Homily – December 22, 2013

In Luke’s account of the Annunciation we are told that after Mary gave her consent to the angel’s message she went in haste to be with her cousin Elizabeth who was pregnant in her old age. When Mary came home to Nazareth after a few months away she was showing her pregnancy. Because they had never been intimate this shocked and distressed Joseph. Rather than cause Mary and her family any shame or hurt he made up his mind to call off the marriage. I’m sure he didn’t come to this decision easily but his mind was made up until he dreamed a dream and Joseph did as the angel commanded him; he took Mary as his wife.

Matthew makes it sound so easy – Joseph did as the angel said. But Joseph had to be confused, embarrassed and hurt by Mary’s condition. Can you imagine what a frightening thing this must have been for Joseph? He and Mary were probably in their mid-teens when all this happened. We are in wonder at the faith and trust both of them showed when God intruded into their lives and swept them up in this mystery of Mary giving birth to God’s Son. It is because Mary and Joseph opened their lives to God’s will that all enjoy the reality of Emmanuel – God with us – every day of our lives.

Matthew ends this part of the gospel claiming all this was a fulfillment of a prophecy made centuries ago, ’the virgin shall conceive and bear a son and they shall name him Emmanuel – God with us.
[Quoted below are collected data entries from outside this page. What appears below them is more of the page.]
//! Tokenization and normalization of extracted text
//!
//! Produces the distinct, sorted token set a single document contributes
//! to the inverted index. Matching is case-insensitive because both the
//! indexed text and query terms pass through [`normalize`].

/// Uppercase a term so index keys and query terms compare equal
/// regardless of source casing.
pub fn normalize(term: &str) -> String {
    term.to_uppercase()
}

/// Split normalized text into the distinct tokens the file contributes
/// to the index: alphanumeric word tokens, longer than one character,
/// not purely numeric, deduplicated and sorted.
///
/// Sorting is not required for correctness; it makes batched merges
/// reproducible.
pub fn tokenize(text: &str) -> Vec<String> {
    let mut tokens: Vec<String> = text
        .split(|c: char| !c.is_alphanumeric())
        .filter(|t| t.chars().count() > 1)
        .filter(|t| !is_numeric(t))
        .map(|t| t.to_string())
        .collect();

    tokens.sort();
    tokens.dedup();
    tokens
}

/// True if the token consists entirely of ASCII digits
fn is_numeric(token: &str) -> bool {
    token.chars().all(|c| c.is_ascii_digit())
}

#[cfg(test)]
mod tests {
    use super::*;

    #[test]
    fn test_splits_on_non_alphanumeric() {
        let tokens = tokenize("HELLO, WORLD! FOO-BAR");
        assert_eq!(tokens, vec!["BAR", "FOO", "HELLO", "WORLD"]);
    }

    #[test]
    fn test_drops_single_character_tokens() {
        let tokens = tokenize("A BE C DE");
        assert_eq!(tokens, vec!["BE", "DE"]);
    }

    #[test]
    fn test_drops_purely_numeric_tokens() {
        let tokens = tokenize("YEAR 2024 REVISION 17 V2");
        assert_eq!(tokens, vec!["REVISION", "V2", "YEAR"]);
    }

    #[test]
    fn test_dedup_and_sort() {
        let tokens = tokenize("ZEBRA APPLE ZEBRA APPLE ZEBRA");
        assert_eq!(tokens, vec!["APPLE", "ZEBRA"]);
    }

    #[test]
    fn test_normalize_case_folds() {
        assert_eq!(normalize("Cat"), "CAT");
        assert_eq!(normalize("cat"), "CAT");
        assert_eq!(normalize("CAT"), "CAT");
    }

    #[test]
    fn test_tokenize_normalized_text_matches_query_case() {
        // "cat" in source text and "CAT" as a query term must meet at
        // the same index key.
        let tokens = tokenize(&normalize("the cat sat"));
        assert!(tokens.contains(&normalize("CAT")));
    }

    #[test]
    fn test_empty_text() {
        assert!(tokenize("").is_empty());
        assert!(tokenize("  \n\t ").is_empty());
    }
}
But quote goes back to Isaiah and deals with a totally different situation. Isaiah was trying to convince King Ahaz not to capitulate with the Assyrian armies that besieged Jerusalem. He offers the King a sign, the sign of a young woman conceiving and having a child. It is probable that the young woman in question was the wife of the king, and the son to be born was Hezekiah. This is to be a sign that Ahaz’s dynasty would continue because God was with God’s people. Matthew uses this ancient text and gives it a whole new meaning; God is with us in Jesus, flesh of our flesh, bone of our bone, one like us in all things but sin.

Joseph did as the angel said; he took Mary as his wife. Joseph and Mary were young people of deep faith and they trusted that God worked God’s will in the ordinary lives of ordinary people. They’d seen so many examples of this in the scriptures on which they had been raised.

Joseph and Mary reached out and took hold of this mystery and made it their own. They would face their unknown future trusting they were doing God’s will and God would be with them. Not as easy thing to do.

There can be times in our lives when we too are invited into the mysterious ways of God. Things happen in our lives that we really don’t want to happen, things that totally upset the way we want things to be. We ask why, maybe we scream why.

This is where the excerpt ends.